Stored data entries:
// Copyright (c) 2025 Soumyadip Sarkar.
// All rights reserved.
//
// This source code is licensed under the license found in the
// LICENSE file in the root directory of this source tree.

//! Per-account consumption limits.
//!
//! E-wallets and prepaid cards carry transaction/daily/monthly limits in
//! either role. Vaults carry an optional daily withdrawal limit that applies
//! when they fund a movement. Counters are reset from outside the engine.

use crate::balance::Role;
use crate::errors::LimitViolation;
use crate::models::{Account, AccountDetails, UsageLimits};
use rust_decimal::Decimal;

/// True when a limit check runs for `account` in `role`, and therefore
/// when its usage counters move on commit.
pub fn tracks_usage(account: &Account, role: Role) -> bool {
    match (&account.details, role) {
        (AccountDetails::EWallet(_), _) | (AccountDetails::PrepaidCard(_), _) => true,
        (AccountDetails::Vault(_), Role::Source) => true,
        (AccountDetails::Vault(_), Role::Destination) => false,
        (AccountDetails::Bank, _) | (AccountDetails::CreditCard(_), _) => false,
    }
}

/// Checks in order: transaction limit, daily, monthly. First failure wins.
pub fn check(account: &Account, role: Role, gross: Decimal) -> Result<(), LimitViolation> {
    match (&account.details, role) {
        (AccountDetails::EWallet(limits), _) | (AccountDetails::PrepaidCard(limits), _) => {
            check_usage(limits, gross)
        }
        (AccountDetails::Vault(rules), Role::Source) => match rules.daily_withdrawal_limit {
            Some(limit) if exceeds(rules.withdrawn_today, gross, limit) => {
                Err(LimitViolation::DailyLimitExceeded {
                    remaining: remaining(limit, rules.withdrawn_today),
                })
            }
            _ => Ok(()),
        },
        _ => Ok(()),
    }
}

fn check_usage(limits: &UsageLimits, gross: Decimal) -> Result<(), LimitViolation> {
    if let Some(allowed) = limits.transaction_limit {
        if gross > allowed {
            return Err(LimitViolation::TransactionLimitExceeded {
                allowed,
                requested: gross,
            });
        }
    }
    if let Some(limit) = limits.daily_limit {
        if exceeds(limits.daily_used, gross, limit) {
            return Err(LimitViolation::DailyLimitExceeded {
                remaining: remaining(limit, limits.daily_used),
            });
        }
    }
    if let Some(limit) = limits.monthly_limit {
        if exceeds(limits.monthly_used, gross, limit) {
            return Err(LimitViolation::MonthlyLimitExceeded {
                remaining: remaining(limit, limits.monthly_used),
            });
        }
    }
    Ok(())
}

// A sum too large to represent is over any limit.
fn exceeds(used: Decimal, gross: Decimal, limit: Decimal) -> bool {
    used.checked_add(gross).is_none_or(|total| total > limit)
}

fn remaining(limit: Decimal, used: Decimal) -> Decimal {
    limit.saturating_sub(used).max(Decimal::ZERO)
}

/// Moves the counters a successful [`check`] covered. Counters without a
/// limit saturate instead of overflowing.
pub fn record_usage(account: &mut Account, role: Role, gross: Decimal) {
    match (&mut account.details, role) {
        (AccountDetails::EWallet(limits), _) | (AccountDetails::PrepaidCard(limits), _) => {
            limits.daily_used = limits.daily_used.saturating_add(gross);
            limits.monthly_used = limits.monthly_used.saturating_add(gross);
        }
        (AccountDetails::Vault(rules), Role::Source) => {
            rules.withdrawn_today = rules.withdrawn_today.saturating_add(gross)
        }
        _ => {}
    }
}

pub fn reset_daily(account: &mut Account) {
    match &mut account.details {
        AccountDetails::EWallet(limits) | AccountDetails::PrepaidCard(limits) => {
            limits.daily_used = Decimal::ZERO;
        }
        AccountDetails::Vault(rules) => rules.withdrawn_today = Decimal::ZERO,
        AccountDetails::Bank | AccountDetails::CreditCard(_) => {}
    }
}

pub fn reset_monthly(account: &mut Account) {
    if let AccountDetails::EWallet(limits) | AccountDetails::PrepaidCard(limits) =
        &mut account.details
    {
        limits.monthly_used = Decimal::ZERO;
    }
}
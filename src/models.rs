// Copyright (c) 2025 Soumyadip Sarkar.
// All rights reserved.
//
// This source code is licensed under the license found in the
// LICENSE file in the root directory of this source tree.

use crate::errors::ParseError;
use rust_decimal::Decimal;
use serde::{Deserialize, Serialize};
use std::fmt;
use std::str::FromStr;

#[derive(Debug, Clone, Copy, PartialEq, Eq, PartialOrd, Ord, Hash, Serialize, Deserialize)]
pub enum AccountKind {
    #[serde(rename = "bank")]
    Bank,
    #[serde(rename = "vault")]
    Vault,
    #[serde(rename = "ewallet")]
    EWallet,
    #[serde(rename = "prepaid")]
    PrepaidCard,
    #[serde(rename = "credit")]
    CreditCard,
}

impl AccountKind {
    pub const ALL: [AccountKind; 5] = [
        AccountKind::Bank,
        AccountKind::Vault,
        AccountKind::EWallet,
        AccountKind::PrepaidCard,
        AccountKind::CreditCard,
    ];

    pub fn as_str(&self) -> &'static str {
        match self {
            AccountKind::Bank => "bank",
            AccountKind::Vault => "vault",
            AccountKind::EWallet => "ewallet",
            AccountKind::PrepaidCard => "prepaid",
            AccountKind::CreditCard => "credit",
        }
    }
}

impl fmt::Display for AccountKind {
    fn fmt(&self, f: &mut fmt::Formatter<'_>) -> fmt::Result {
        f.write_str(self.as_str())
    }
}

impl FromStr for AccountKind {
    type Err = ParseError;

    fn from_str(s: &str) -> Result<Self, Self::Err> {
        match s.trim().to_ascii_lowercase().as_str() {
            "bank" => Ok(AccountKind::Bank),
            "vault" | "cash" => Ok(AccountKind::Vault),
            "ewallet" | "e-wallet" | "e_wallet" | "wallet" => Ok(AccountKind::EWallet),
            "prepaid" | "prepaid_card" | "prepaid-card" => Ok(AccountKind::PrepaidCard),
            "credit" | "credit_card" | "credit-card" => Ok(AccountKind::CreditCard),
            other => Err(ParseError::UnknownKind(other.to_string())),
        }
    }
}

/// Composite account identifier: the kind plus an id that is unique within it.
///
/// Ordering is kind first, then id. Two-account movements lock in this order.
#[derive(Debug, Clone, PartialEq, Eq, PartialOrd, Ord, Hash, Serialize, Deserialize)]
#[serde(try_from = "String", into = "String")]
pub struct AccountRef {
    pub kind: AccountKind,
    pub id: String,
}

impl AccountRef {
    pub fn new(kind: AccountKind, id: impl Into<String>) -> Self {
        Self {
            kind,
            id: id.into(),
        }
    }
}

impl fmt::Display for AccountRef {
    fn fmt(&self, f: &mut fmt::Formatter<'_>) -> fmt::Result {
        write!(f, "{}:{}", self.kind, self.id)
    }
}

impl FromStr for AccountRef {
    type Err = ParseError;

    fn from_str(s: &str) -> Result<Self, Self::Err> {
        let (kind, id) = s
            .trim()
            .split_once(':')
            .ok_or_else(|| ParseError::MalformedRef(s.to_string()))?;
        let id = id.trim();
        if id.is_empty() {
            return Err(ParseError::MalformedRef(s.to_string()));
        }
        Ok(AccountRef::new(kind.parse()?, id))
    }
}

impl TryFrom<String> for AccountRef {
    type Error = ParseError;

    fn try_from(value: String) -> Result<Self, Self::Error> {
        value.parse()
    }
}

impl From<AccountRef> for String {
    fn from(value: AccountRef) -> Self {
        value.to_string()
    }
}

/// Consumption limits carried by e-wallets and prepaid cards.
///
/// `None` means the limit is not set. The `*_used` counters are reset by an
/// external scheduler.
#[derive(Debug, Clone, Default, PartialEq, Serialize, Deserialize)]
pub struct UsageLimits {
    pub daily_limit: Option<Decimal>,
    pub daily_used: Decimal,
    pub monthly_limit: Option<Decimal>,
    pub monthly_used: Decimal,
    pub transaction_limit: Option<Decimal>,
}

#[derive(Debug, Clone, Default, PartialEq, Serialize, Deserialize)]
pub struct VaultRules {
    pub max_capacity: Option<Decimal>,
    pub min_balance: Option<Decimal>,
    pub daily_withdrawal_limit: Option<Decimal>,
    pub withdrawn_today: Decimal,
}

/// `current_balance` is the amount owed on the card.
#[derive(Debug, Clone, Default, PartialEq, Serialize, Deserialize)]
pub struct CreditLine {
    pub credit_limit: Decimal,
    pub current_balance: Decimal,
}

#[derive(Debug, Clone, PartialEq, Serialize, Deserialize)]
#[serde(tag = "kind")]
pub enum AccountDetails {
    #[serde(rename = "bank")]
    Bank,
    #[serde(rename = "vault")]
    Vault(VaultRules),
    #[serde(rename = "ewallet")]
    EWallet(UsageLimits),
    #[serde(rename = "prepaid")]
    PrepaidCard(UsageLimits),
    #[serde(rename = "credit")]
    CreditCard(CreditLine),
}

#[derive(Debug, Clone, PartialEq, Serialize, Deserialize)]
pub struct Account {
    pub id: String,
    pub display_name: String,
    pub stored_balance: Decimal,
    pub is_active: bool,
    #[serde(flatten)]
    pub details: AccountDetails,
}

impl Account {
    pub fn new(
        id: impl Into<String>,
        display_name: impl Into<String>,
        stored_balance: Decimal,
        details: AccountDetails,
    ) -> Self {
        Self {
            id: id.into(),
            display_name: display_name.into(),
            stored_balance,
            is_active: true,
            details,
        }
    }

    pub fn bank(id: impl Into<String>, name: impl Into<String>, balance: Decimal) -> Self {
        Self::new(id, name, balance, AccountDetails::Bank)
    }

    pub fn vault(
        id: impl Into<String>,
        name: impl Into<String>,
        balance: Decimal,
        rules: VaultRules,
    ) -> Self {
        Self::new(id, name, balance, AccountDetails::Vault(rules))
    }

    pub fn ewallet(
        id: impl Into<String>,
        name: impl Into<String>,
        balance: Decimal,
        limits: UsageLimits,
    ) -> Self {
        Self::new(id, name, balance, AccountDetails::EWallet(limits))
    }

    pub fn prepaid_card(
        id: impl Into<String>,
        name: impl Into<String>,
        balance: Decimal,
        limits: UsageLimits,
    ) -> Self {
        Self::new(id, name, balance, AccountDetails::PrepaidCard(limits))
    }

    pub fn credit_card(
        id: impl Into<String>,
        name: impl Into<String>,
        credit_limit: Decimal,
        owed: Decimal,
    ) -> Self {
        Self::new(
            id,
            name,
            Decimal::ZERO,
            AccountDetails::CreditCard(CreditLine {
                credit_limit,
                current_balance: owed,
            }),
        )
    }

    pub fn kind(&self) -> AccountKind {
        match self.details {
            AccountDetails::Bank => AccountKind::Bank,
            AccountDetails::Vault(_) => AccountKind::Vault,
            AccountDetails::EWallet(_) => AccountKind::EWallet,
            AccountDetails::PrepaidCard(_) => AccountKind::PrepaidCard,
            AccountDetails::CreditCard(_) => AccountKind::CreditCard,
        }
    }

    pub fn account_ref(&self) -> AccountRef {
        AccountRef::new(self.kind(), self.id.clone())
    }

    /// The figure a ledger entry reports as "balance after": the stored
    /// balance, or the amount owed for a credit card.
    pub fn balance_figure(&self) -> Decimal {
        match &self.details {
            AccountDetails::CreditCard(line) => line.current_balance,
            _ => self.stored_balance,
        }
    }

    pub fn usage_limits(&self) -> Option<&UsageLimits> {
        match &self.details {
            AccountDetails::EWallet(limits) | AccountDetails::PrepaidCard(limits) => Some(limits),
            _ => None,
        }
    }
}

§ **ABOUT THIS EXERCISE**
Return a copy of each line in the records above that has "ParseError" in it.

§ **TASK OUTPUT**
use crate::errors::ParseError;
    type Err = ParseError;
            other => Err(ParseError::UnknownKind(other.to_string())),
    type Err = ParseError;
            .ok_or_else(|| ParseError::MalformedRef(s.to_string()))?;
            return Err(ParseError::MalformedRef(s.to_string()));
    type Error = ParseError;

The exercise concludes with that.